EXTRACTED ENTRIES section start
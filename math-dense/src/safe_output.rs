//! Safe-output protocol for in-place operations
//!
//! An operation declares, for every input it reads, the [`OverlapRule`] under
//! which writing its output in place would clobber input cells before they are
//! read. If any rule fires, writes are staged in a temporary that is copied
//! back on [`SafeOutput::commit`]. The temporary is dropped on every exit path.

use crate::dense::{Matrix, MatrixView, allocate_like, copy_cells};
use crate::error::{MatrixError, Result};

/// When writing `output` in place is unsafe with respect to one input
#[derive(Debug, Clone, Copy, PartialEq, Eq)]
pub enum OverlapRule {
    /// Any intersection is unsafe (products, permutations, transposes)
    Disjoint,
    /// Elementwise traversal: unsafe when the output starts after the input
    Elementwise,
    /// Rows solved last to first: unsafe when the output starts above the input
    /// (`inclusive` also rejects the same starting row)
    BottomUp { inclusive: bool },
    /// Rows solved first to last: unsafe when the output starts below the input
    /// (`inclusive` also rejects the same starting row)
    TopDown { inclusive: bool },
}

impl OverlapRule {
    pub fn is_unsafe(self, output: &MatrixView<'_>, input: &MatrixView<'_>) -> bool {
        match self {
            Self::Disjoint => output.overlaps(input),
            Self::Elementwise => input.overlaps_after(output),
            Self::BottomUp { inclusive } => {
                output.overlaps(input)
                    && if inclusive {
                        output.row_offset() <= input.row_offset()
                    } else {
                        output.row_offset() < input.row_offset()
                    }
            }
            Self::TopDown { inclusive } => {
                output.overlaps(input)
                    && if inclusive {
                        output.row_offset() >= input.row_offset()
                    } else {
                        output.row_offset() > input.row_offset()
                    }
            }
        }
    }
}

/// An output view together with its (optional) staging buffer
pub struct SafeOutput<'a> {
    output: MatrixView<'a>,
    output_name: &'static str,
    staging: Option<Matrix>,
}

impl<'a> SafeOutput<'a> {
    pub fn new(output: MatrixView<'a>, output_name: &'static str) -> Self {
        Self {
            output,
            output_name,
            staging: None,
        }
    }

    /// Check one input against the output; allocates the temporary on the first
    /// unsafe overlap, or fails when the context does not fix overlaps
    pub fn guard(
        &mut self,
        input: &MatrixView<'_>,
        input_name: &'static str,
        rule: OverlapRule,
    ) -> Result<()> {
        if !rule.is_unsafe(&self.output, input) {
            return Ok(());
        }
        let context = self.output.context();
        if !context.fixes_unsafe_overlaps() {
            return Err(context.report(MatrixError::UnsafeOverlap {
                output_name: self.output_name,
                output: self.output.region(),
                input_name,
                input: input.region(),
            }));
        }
        if self.staging.is_none() {
            log::debug!(
                "staging {} {} through a temporary: {:?} overlap with {} {}",
                self.output_name,
                self.output.region(),
                rule,
                input_name,
                input.region()
            );
            self.staging = Some(allocate_like(&self.output, context, "temporary")?);
        }
        Ok(())
    }

    /// The view all writes should go to
    pub fn target(&self) -> MatrixView<'_> {
        match &self.staging {
            Some(temporary) => temporary.view(),
            None => self.output,
        }
    }

    pub fn output(&self) -> MatrixView<'a> {
        self.output
    }

    pub fn is_staged(&self) -> bool {
        self.staging.is_some()
    }

    /// Copy staged results into the output and release the temporary
    pub fn commit(self) {
        if let Some(temporary) = self.staging {
            copy_cells(&self.output, &temporary.view());
        }
    }
}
EXTRACTED ENTRIES section end
Reproduce each entry from the records above, character for character.

filename math-dense/src/safe_output.rs
//! Safe-output protocol for in-place operations
//!
//! An operation declares, for every input it reads, the [`OverlapRule`] under
//! which writing its output in place would clobber input cells before they are
//! read. If any rule fires, writes are staged in a temporary that is copied
//! back on [`SafeOutput::commit`]. The temporary is dropped on every exit path.

use crate::dense::{Matrix, MatrixView, allocate_like, copy_cells};
use crate::error::{MatrixError, Result};

/// When writing `output` in place is unsafe with respect to one input
#[derive(Debug, Clone, Copy, PartialEq, Eq)]
pub enum OverlapRule {
    /// Any intersection is unsafe (products, permutations, transposes)
    Disjoint,
    /// Elementwise traversal: unsafe when the output starts after the input
    Elementwise,
    /// Rows solved last to first: unsafe when the output starts above the input
    /// (`inclusive` also rejects the same starting row)
    BottomUp { inclusive: bool },
    /// Rows solved first to last: unsafe when the output starts below the input
    /// (`inclusive` also rejects the same starting row)
    TopDown { inclusive: bool },
}

impl OverlapRule {
    pub fn is_unsafe(self, output: &MatrixView<'_>, input: &MatrixView<'_>) -> bool {
        match self {
            Self::Disjoint => output.overlaps(input),
            Self::Elementwise => input.overlaps_after(output),
            Self::BottomUp { inclusive } => {
                output.overlaps(input)
                    && if inclusive {
                        output.row_offset() <= input.row_offset()
                    } else {
                        output.row_offset() < input.row_offset()
                    }
            }
            Self::TopDown { inclusive } => {
                output.overlaps(input)
                    && if inclusive {
                        output.row_offset() >= input.row_offset()
                    } else {
                        output.row_offset() > input.row_offset()
                    }
            }
        }
    }
}

/// An output view together with its (optional) staging buffer
pub struct SafeOutput<'a> {
    output: MatrixView<'a>,
    output_name: &'static str,
    staging: Option<Matrix>,
}

impl<'a> SafeOutput<'a> {
    pub fn new(output: MatrixView<'a>, output_name: &'static str) -> Self {
        Self {
            output,
            output_name,
            staging: None,
        }
    }

    /// Check one input against the output; allocates the temporary on the first
    /// unsafe overlap, or fails when the context does not fix overlaps
    pub fn guard(
        &mut self,
        input: &MatrixView<'_>,
        input_name: &'static str,
        rule: OverlapRule,
    ) -> Result<()> {
        if !rule.is_unsafe(&self.output, input) {
            return Ok(());
        }
        let context = self.output.context();
        if !context.fixes_unsafe_overlaps() {
            return Err(context.report(MatrixError::UnsafeOverlap {
                output_name: self.output_name,
                output: self.output.region(),
                input_name,
                input: input.region(),
            }));
        }
        if self.staging.is_none() {
            log::debug!(
                "staging {} {} through a temporary: {:?} overlap with {} {}",
                self.output_name,
                self.output.region(),
                rule,
                input_name,
                input.region()
            );
            self.staging = Some(allocate_like(&self.output, context, "temporary")?);
        }
        Ok(())
    }

    /// The view all writes should go to
    pub fn target(&self) -> MatrixView<'_> {
        match &self.staging {
            Some(temporary) => temporary.view(),
            None => self.output,
        }
    }

    pub fn output(&self) -> MatrixView<'a> {
        self.output
    }

    pub fn is_staged(&self) -> bool {
        self.staging.is_some()
    }

    /// Copy staged results into the output and release the temporary
    pub fn commit(self) {
        if let Some(temporary) = self.staging {
            copy_cells(&self.output, &temporary.view());
        }
    }
}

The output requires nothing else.